Aim of the exercise: Go over the entries and report the lines where the word "tracing" occurs.

%%

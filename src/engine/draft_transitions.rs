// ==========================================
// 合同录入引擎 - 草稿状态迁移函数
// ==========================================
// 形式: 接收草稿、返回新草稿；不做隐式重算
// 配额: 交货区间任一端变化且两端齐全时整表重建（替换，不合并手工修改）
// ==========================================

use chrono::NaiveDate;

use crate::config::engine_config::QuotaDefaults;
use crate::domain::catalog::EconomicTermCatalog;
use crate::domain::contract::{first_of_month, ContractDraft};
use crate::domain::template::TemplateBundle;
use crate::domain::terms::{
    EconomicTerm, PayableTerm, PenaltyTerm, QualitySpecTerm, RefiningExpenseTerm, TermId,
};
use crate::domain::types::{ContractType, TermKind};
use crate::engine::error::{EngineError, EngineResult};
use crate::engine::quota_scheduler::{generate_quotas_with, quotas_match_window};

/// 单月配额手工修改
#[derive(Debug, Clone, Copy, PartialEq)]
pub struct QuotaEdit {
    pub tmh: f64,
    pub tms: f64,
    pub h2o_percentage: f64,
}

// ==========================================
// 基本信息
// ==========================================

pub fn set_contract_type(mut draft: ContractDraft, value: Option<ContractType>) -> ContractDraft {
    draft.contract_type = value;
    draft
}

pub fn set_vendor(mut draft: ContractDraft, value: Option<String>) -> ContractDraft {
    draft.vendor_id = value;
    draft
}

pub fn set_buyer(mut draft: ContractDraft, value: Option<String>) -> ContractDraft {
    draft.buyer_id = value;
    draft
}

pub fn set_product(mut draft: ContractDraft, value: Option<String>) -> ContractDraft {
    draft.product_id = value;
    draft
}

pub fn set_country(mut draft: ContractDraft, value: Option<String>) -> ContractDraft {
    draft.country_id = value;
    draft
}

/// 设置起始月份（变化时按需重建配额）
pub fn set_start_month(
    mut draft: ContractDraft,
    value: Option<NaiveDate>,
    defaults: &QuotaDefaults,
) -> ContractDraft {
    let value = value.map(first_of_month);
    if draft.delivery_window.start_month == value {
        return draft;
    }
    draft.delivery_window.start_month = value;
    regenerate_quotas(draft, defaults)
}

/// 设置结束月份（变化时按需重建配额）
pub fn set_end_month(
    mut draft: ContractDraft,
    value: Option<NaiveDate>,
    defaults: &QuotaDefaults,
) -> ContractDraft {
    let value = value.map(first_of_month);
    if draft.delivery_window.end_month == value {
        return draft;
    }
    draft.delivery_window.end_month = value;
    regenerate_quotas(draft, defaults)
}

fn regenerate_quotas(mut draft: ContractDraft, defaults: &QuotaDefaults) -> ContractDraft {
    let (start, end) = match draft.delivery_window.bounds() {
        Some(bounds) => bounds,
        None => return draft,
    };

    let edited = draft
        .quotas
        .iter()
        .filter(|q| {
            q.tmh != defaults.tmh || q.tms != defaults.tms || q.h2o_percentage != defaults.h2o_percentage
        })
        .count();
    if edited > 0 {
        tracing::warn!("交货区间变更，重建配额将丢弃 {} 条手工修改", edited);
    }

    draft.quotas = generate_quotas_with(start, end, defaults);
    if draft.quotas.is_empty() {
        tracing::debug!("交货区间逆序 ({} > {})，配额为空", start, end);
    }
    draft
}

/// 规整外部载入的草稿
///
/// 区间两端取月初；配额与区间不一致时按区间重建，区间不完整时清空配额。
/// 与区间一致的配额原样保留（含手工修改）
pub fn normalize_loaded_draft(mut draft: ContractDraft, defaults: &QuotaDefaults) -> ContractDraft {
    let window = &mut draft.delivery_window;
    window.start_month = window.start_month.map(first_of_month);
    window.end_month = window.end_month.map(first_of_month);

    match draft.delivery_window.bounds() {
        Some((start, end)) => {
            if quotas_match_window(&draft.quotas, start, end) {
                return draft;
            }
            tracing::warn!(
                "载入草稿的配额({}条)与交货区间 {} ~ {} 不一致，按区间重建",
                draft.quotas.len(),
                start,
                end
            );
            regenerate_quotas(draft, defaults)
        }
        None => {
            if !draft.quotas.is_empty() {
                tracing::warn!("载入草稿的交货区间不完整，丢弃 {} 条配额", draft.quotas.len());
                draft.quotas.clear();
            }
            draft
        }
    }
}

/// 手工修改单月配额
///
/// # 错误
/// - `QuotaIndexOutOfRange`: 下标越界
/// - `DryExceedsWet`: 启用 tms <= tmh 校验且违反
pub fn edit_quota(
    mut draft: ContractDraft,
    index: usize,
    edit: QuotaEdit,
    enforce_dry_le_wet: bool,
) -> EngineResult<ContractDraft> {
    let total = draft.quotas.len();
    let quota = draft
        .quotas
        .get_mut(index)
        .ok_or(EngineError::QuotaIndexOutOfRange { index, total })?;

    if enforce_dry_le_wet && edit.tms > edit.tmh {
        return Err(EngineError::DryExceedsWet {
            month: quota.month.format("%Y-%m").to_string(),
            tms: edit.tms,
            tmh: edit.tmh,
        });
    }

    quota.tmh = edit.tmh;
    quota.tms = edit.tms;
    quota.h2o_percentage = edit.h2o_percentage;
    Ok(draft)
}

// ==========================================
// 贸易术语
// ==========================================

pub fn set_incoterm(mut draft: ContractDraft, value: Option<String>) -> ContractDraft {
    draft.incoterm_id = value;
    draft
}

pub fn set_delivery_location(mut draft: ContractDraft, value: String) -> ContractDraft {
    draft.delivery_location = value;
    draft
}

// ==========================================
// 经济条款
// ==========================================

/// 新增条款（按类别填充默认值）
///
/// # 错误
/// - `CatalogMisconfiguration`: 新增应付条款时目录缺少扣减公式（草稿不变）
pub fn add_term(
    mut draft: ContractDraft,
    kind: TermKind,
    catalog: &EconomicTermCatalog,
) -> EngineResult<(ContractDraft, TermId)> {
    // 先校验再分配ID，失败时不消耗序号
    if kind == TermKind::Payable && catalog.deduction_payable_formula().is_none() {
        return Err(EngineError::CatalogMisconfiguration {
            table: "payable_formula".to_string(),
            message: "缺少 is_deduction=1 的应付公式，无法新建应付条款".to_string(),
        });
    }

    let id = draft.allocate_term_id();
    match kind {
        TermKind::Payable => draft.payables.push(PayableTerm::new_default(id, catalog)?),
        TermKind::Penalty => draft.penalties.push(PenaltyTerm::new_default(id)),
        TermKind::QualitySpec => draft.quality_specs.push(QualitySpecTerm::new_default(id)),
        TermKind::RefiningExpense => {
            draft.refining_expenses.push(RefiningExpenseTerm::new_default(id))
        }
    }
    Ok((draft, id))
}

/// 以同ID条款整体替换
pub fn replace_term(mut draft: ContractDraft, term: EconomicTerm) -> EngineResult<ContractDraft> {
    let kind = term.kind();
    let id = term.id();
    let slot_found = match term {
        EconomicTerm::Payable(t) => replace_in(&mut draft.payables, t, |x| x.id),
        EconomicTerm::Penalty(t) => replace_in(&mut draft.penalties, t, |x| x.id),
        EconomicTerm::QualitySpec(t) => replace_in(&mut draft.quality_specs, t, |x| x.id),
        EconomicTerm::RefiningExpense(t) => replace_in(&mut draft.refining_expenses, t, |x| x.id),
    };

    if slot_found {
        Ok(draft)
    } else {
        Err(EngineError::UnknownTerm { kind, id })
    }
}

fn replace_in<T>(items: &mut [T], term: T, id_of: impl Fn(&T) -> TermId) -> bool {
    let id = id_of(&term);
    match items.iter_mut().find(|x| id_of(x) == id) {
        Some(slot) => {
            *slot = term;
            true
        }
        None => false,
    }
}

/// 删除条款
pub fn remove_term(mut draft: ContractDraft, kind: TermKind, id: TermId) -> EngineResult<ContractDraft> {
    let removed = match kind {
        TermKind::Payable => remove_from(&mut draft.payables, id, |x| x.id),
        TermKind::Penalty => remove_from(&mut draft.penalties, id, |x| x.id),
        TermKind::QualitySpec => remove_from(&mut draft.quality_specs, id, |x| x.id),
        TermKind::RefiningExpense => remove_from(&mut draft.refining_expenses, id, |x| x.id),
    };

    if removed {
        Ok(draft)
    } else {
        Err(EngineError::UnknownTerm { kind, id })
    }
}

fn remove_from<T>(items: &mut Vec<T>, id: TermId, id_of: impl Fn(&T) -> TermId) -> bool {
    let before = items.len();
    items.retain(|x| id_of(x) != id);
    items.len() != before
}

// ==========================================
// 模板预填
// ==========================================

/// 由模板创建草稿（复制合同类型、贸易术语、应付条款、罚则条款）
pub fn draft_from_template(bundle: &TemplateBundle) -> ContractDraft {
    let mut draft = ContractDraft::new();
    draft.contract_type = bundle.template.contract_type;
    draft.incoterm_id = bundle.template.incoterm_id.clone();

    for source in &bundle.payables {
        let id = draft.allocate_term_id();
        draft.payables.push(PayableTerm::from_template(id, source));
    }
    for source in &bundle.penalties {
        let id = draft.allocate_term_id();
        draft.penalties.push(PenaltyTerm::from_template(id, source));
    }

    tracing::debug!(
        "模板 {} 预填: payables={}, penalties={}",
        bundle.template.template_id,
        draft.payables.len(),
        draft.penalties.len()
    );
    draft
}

%%

Answer to this problem:
        tracing::warn!("交货区间变更，重建配额将丢弃 {} 条手工修改", edited);
        tracing::debug!("交货区间逆序 ({} > {})，配额为空", start, end);
            tracing::warn!(
                tracing::warn!("载入草稿的交货区间不完整，丢弃 {} 条配额", draft.quotas.len());
    tracing::debug!(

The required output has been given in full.